七瀬さんは気にする問題でもないのか、簡単に教えてくれた。
「私の実家は農家なんです。でも農家になってから10年と少しくらいですが。深谷辺町って場所に住んでいました」
確か、俺たちが通った高校から一時間くらい離れた町だったか?
「待て、深谷辺って言ったら、去年ニュースでやってた……」
光太郎が町の名前に反応する。
俺には心当たりがない。
「六角橋さん、スタンピードは知っていますよね」
思い出した! 去年、県内でスタンピードの被害があった土地の名前だ。
まさか、七瀬さんの家族は……
「はい、お2人の想像どおり、実家はスタンピードの被害に遭いました。もう少しで軌道に乗るはずだった家業は廃業に追い込まれて……両親も……」
まずい……聞いていられないくらい、重たい話だった。
彼女は、両親の敵を取るために探索者になったのかも知れない。
「……両親も転職を余儀なくされました」
えっ? 転職!?
「翠ちゃんの家族は無事だったのか?」
光太郎ナイス! 俺もそこんところを聞きたい。
「はい、幸いにも自衛隊の方々が直ぐに来てくれまして、奇跡的に死人は1人も出なかったんです。でも農地は荒らされてしまって……」
「保険とか入っていなかったの?」
「通常の保険には加入していましたが、モンスター被害に対しては微々たるものでした。ですが、国の補償金と合わせたらかなりの金額になったみたいなので、ダンジョンの近くに家を建て、準公務員の管理者として暮らしています。それが3ヶ月前のことです」
あれっ? なんか、想像とはかけ離れた結末なんだが……
「……金銭的に収入は悪くなった?」
「いえ、農業より良くなったと言ってました」
「……何か、変化したことは?」
「そうですね……姉を管理者にして旅行に行ってました。後、余った土地でコインパーキングと探索者用のアイテムショップを作ったので、取られる税金が増えたと、ぼやいていました」
「……そうか」
俺の心配した思いを返せ!
「それでも、私たち家族の思い出は、荒らされてしまいました。それで、実家近くのダンジョン一階層で、八つ当たりできるくらいの力が欲しくて、探索者を目指したんです」
うん、余計な心配してしまったが、動機は俺なんかよりずっとましだ。
俺の動機は『肉と金』だからな。
ただ、ここのダンジョンで気になることが1つあった。
それはモンスターのドロップするアイテムの確率が低いことだ。
22体のGモールを倒してモンスター肉はたったの2個だけだった。
自宅のダンジョンならば、4個か5個はドロップするのに。
あとは、あれだけダンジョンを練り歩いたのに、遭遇するモンスターは少なすぎるのも気になったな。

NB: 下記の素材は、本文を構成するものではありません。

//! The aggregate kernel: identity, version, and change tracking around a
//! domain state, with all mutation funneled through the handler pipelines.

use eventide_core::{AggregateId, AggregateState, DomainError, DomainEvent, DomainResult};

use crate::cache::Pipelines;

/// An event-sourced aggregate instance.
///
/// Owns the three pieces of kernel state the domain never touches directly:
///
/// - `version`: monotonically increasing, +1 per successfully applied
///   event, never reset;
/// - `changes`: the events applied since the last
///   [`reset_changes`](Self::reset_changes), in order - what a persistence
///   collaborator appends/publishes after a unit of work;
/// - `state`: the domain's own `S`, mutated only by dispatched handlers.
///
/// Single-writer per instance: `apply` takes `&mut self` and the kernel
/// performs no internal locking, so sharing one instance across threads is
/// a caller error. The [`Pipelines`] cache is the shared resource and is
/// safe to use from any number of aggregates concurrently.
#[derive(Debug)]
pub struct Sourced<S: AggregateState> {
    state: S,
    version: u64,
    changes: Vec<S::Event>,
}

impl<S: AggregateState> Sourced<S> {
    /// A fresh instance at version 0 with an empty change log.
    pub fn new(state: S) -> Self {
        Self {
            state,
            version: 0,
            changes: Vec::new(),
        }
    }

    /// Rebuild an aggregate from its stored history.
    ///
    /// Replays every event through [`apply`](Self::apply) (so handlers and
    /// invariants run exactly as they did originally), then clears the
    /// change log: replayed history is not pending work.
    pub fn rehydrate(
        state: S,
        history: impl IntoIterator<Item = S::Event>,
        pipelines: &Pipelines,
    ) -> DomainResult<Self> {
        let mut sourced = Self::new(state);
        for event in history {
            sourced.apply(event, pipelines)?;
        }
        sourced.reset_changes();
        Ok(sourced)
    }

    pub fn state(&self) -> &S {
        &self.state
    }

    pub fn id(&self) -> Option<AggregateId> {
        self.state.id()
    }

    pub fn version(&self) -> u64 {
        self.version
    }

    /// Events applied since the last [`reset_changes`](Self::reset_changes).
    pub fn changes(&self) -> &[S::Event] {
        &self.changes
    }

    /// Clear the change log without touching the version.
    ///
    /// Called after persisting/publishing a unit of work.
    pub fn reset_changes(&mut self) {
        self.changes.clear();
    }

    /// Overwrite the version counter.
    ///
    /// For the persistence collaborator when loading a snapshotted state
    /// whose events are not replayed; pair with
    /// [`reset_changes`](Self::reset_changes).
    pub fn set_version(&mut self, version: u64) {
        self.version = version;
    }

    /// Apply one domain event: the only legitimate state transition.
    ///
    /// 1. Identity gate: a non-creational event must target this
    ///    aggregate's current id; mismatch fails before any handler runs.
    /// 2. First-match dispatch through the cached event chain for `S`.
    /// 3. Full sweep of the cached invariant chain. A failing invariant
    ///    aborts the call, but the mutation from step 2 is **not** rolled
    ///    back - a failed `apply` leaves the instance for discard or
    ///    diagnostics, not reuse.
    /// 4. On success the event is recorded and the version bumped by 1.
    pub fn apply(&mut self, event: S::Event, pipelines: &Pipelines) -> DomainResult<()> {
        if !event.kind().is_creational() {
            let current = self.state.id();
            if current != Some(event.aggregate_id()) {
                return Err(DomainError::identity_mismatch(
                    S::aggregate_type(),
                    event.aggregate_id(),
                    current,
                ));
            }
        }

        pipelines.event_chain::<S>()?.dispatch(&mut self.state, &event)?;
        pipelines.invariant_chain::<S>()?.check(&self.state)?;

        self.changes.push(event);
        self.version += 1;
        Ok(())
    }
}

#[cfg(test)]
mod tests {
    use super::*;
    use crate::registry::HandlerSet;
    use chrono::{DateTime, Utc};
    use eventide_core::EventKind;

    #[derive(Debug, Default)]
    struct Tally {
        id: Option<AggregateId>,
        total: i64,
        entries: Vec<i64>,
    }

    #[derive(Debug, Clone, PartialEq, Eq)]
    enum TallyEvent {
        Opened {
            tally_id: AggregateId,
            occurred_at: DateTime<Utc>,
        },
        Recorded {
            tally_id: AggregateId,
            amount: i64,
            occurred_at: DateTime<Utc>,
        },
        Audited {
            tally_id: AggregateId,
            occurred_at: DateTime<Utc>,
        },
    }

    impl DomainEvent for TallyEvent {
        fn aggregate_id(&self) -> AggregateId {
            match self {
                TallyEvent::Opened { tally_id, .. }
                | TallyEvent::Recorded { tally_id, .. }
                | TallyEvent::Audited { tally_id, .. } => *tally_id,
            }
        }

        fn kind(&self) -> EventKind {
            match self {
                TallyEvent::Opened { .. } => EventKind::Creational,
                _ => EventKind::NonCreational,
            }
        }

        fn event_type(&self) -> &'static str {
            match self {
                TallyEvent::Opened { .. } => "tally.opened",
                TallyEvent::Recorded { .. } => "tally.recorded",
                TallyEvent::Audited { .. } => "tally.audited",
            }
        }

        fn occurred_at(&self) -> DateTime<Utc> {
            match self {
                TallyEvent::Opened { occurred_at, .. }
                | TallyEvent::Recorded { occurred_at, .. }
                | TallyEvent::Audited { occurred_at, .. } => *occurred_at,
            }
        }
    }

    impl AggregateState for Tally {
        type Event = TallyEvent;

        fn aggregate_type() -> &'static str {
            "tally"
        }

        fn id(&self) -> Option<AggregateId> {
            self.id
        }
    }

    /// Deliberately no handler for `Audited`.
    fn tally_handlers() -> HandlerSet<Tally> {
        HandlerSet::new()
            .event("tally.opened", |state: &mut Tally, event| {
                if let TallyEvent::Opened { tally_id, .. } = event {
                    state.id = Some(*tally_id);
                    true
                } else {
                    false
                }
            })
            .event("tally.recorded", |state: &mut Tally, event| {
                if let TallyEvent::Recorded { amount, .. } = event {
                    state.total += amount;
                    state.entries.push(*amount);
                    true
                } else {
                    false
                }
            })
            .invariant("tally.non_negative", |state: &Tally| {
                if state.total < 0 {
                    Err(DomainError::invariant("tally total is negative"))
                } else {
                    Ok(())
                }
            })
    }

    fn setup() -> (Pipelines, AggregateId) {
        let pipelines = Pipelines::new();
        pipelines.register(tally_handlers()).unwrap();
        (pipelines, AggregateId::new())
    }

    fn opened(tally_id: AggregateId) -> TallyEvent {
        TallyEvent::Opened {
            tally_id,
            occurred_at: Utc::now(),
        }
    }

    fn recorded(tally_id: AggregateId, amount: i64) -> TallyEvent {
        TallyEvent::Recorded {
            tally_id,
            amount,
            occurred_at: Utc::now(),
        }
    }

    #[test]
    fn creational_event_establishes_identity_without_matching() {
        let (pipelines, tally_id) = setup();
        let mut tally = Sourced::new(Tally::default());
        assert_eq!(tally.id(), None);

        tally.apply(opened(tally_id), &pipelines).unwrap();

        assert_eq!(tally.id(), Some(tally_id));
        assert_eq!(tally.version(), 1);
        assert_eq!(tally.changes().len(), 1);
    }

    #[test]
    fn non_creational_event_must_match_identity() {
        let (pipelines, tally_id) = setup();
        let mut tally = Sourced::new(Tally::default());
        tally.apply(opened(tally_id), &pipelines).unwrap();

        let stranger = AggregateId::new();
        let err = tally.apply(recorded(stranger, 5), &pipelines).unwrap_err();

        assert!(matches!(err, DomainError::IdentityMismatch { .. }));
        assert_eq!(tally.version(), 1);
        assert_eq!(tally.changes().len(), 1);
        assert_eq!(tally.state().total, 0);
    }

    #[test]
    fn non_creational_event_on_unset_identity_is_a_mismatch() {
        let (pipelines, tally_id) = setup();
        let mut tally = Sourced::new(Tally::default());

        let err = tally.apply(recorded(tally_id, 5), &pipelines).unwrap_err();
        assert!(matches!(err, DomainError::IdentityMismatch { .. }));
        assert_eq!(tally.version(), 0);
    }

    #[test]
    fn version_counts_every_successful_apply() {
        let (pipelines, tally_id) = setup();
        let mut tally = Sourced::new(Tally::default());

        tally.apply(opened(tally_id), &pipelines).unwrap();
        for amount in [3, 4, 5] {
            tally.apply(recorded(tally_id, amount), &pipelines).unwrap();
        }

        assert_eq!(tally.version(), 4);
        assert_eq!(tally.state().total, 12);
        assert_eq!(tally.changes().len(), 4);
    }

    #[test]
    fn unhandled_event_fails_without_version_bump() {
        let (pipelines, tally_id) = setup();
        let mut tally = Sourced::new(Tally::default());
        tally.apply(opened(tally_id), &pipelines).unwrap();

        let audited = TallyEvent::Audited {
            tally_id,
            occurred_at: Utc::now(),
        };
        let err = tally.apply(audited, &pipelines).unwrap_err();

        assert_eq!(err, DomainError::unhandled("tally", "tally.audited"));
        assert_eq!(tally.version(), 1);
    }

    #[test]
    fn invariant_failure_aborts_but_does_not_roll_back() {
        let (pipelines, tally_id) = setup();
        let mut tally = Sourced::new(Tally::default());
        tally.apply(opened(tally_id), &pipelines).unwrap();
        tally.apply(recorded(tally_id, 10), &pipelines).unwrap();

        let err = tally.apply(recorded(tally_id, -25), &pipelines).unwrap_err();

        assert_eq!(err, DomainError::invariant("tally total is negative"));
        // Version and change log are untouched by the failed apply...
        assert_eq!(tally.version(), 2);
        assert_eq!(tally.changes().len(), 2);
        // ...but the handler's mutation stands.
        assert_eq!(tally.state().total, -15);
        assert_eq!(tally.state().entries, vec![10, -25]);
    }

    #[test]
    fn reset_changes_is_independent_of_version() {
        let (pipelines, tally_id) = setup();
        let mut tally = Sourced::new(Tally::default());
        tally.apply(opened(tally_id), &pipelines).unwrap();
        tally.apply(recorded(tally_id, 1), &pipelines).unwrap();

        tally.reset_changes();
        assert!(tally.changes().is_empty());
        assert_eq!(tally.version(), 2);

        tally.apply(recorded(tally_id, 2), &pipelines).unwrap();
        assert_eq!(tally.changes().len(), 1);
        assert_eq!(tally.version(), 3);
    }

    #[test]
    fn rehydrate_replays_history_with_a_clean_change_log() {
        let (pipelines, tally_id) = setup();
        let history = vec![
            opened(tally_id),
            recorded(tally_id, 7),
            recorded(tally_id, 2),
        ];

        let tally = Sourced::rehydrate(Tally::default(), history, &pipelines).unwrap();

        assert_eq!(tally.version(), 3);
        assert_eq!(tally.state().total, 9);
        assert!(tally.changes().is_empty());
        assert_eq!(tally.id(), Some(tally_id));
    }

    #[test]
    fn set_version_supports_snapshot_loads() {
        let (_pipelines, tally_id) = setup();
        let mut tally = Sourced::new(Tally {
            id: Some(tally_id),
            total: 40,
            entries: vec![40],
        });

        tally.set_version(17);
        tally.reset_changes();

        assert_eq!(tally.version(), 17);
        assert!(tally.changes().is_empty());
    }

    #[test]
    fn apply_on_unregistered_type_fails_with_unhandled_event() {
        let pipelines = Pipelines::new();
        let mut tally = Sourced::new(Tally::default());

        let err = tally
            .apply(opened(AggregateId::new()), &pipelines)
            .unwrap_err();
        assert!(matches!(err, DomainError::UnhandledEvent { .. }));
        assert_eq!(tally.version(), 0);
    }
}
use std::fs;
use std::path::Path;

use validir_core::{EntryKind, MismatchKind, Template};

fn write_file(path: &Path, contents: &str) {
    if let Some(parent) = path.parent() {
        fs::create_dir_all(parent).unwrap();
    }
    fs::write(path, contents).unwrap();
}

fn create_dir(path: &Path) {
    fs::create_dir_all(path).unwrap();
    assert!(path.is_dir());
}

const TEMPLATE: &str = r#"
root:
  - README.md
  - src:
      - "*.py"
skip_hidden: true
"#;

#[test]
fn golden_python_project_matches() {
    let tmp = tempfile::tempdir().unwrap();
    let root = tmp.path();

    write_file(&root.join("README.md"), "# demo\n");
    write_file(&root.join("src/main.py"), "print('hi')\n");
    write_file(&root.join("src/util.py"), "\n");

    let template: Template = TEMPLATE.parse().unwrap();
    let report = template.validate(root).unwrap();

    assert!(report.is_match());
    assert_eq!(report.directory(), root);
}

#[test]
fn golden_python_project_missing_src() {
    let tmp = tempfile::tempdir().unwrap();
    let root = tmp.path();

    write_file(&root.join("README.md"), "# demo\n");

    let template: Template = TEMPLATE.parse().unwrap();
    let report = template.validate(root).unwrap();

    assert!(!report.is_match());
    let m = report.mismatch().unwrap();
    assert_eq!(m.kind, MismatchKind::MissingRequired);
    assert_eq!(m.entry, EntryKind::Directory);
    assert_eq!(m.path, "src");
}

#[test]
fn golden_python_project_extra_file() {
    let tmp = tempfile::tempdir().unwrap();
    let root = tmp.path();

    write_file(&root.join("README.md"), "# demo\n");
    write_file(&root.join("src/main.py"), "print('hi')\n");
    write_file(&root.join("extra.txt"), "\n");

    let template: Template = TEMPLATE.parse().unwrap();

    let strict = template.validate_with(root, false).unwrap();
    assert!(!strict.is_match());
    let m = strict.mismatch().unwrap();
    assert_eq!(m.kind, MismatchKind::Unexpected);
    assert_eq!(m.entry, EntryKind::File);
    assert_eq!(m.path, "extra.txt");

    let lenient = template.validate_with(root, true).unwrap();
    assert!(lenient.is_match());
    assert!(lenient.policy().allow_extra);
}

#[test]
fn golden_python_project_empty_src_is_fine() {
    let tmp = tempfile::tempdir().unwrap();
    let root = tmp.path();

    write_file(&root.join("README.md"), "# demo\n");
    create_dir(&root.join("src"));

    let template: Template = TEMPLATE.parse().unwrap();
    assert!(template.validate(root).unwrap().is_match());
}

他の探索者も狩りをしているから仕方ないのだろうが、とにかく効率が悪い。
「六角橋さん、どうしたのですか?」
俺が考え事をしていたのを、七瀬さんが聞いてくる。
七瀬さんの洞察力は恐ろしい。
「あ、いや、明日はどうやってモンスター狩ろうかと」
「まて、弥、翠ちゃん。俺たちはもう命を懸けた仲間だろ?」
いや、まったく命懸けじゃないが……
「だからお互い、もう名前で呼ぼうぜ」
俺と七瀬さんはお互いを見つめる。
なんとなく気恥ずかしい。
「それに、六角橋なんて言いにくいだろ?」
「……はい、それでは弥さんと呼びますね」
ああ、なんかちょっと嬉しい。
「じゃ、み、翠さん」
「光太郎さんと同じでお願いします」
「さすがに、恥ずかしいんだけど」
「光太郎さんと同じでお願いします」
本気で恥ずかしいんだけど。
「光太郎さんと同じでお願いします」
俺の心の声にまで反応する七瀬さん。
わかった、人を名前で呼ぶくらいなんでもないよ。
「すぅ~、翠ちゃん!」
「はい」
笑顔で返事をする七瀬さん、いや翠ちゃん。
凄くいい。
「ああ、なんか俺も彼女とダンジョンデートを、したくなってきたな」
「そういえば、光太はあてがあるのか?」
よくよく考えてみたら、狙いの娘は別の名前だったな……たしか『希美』とか言ってたかな。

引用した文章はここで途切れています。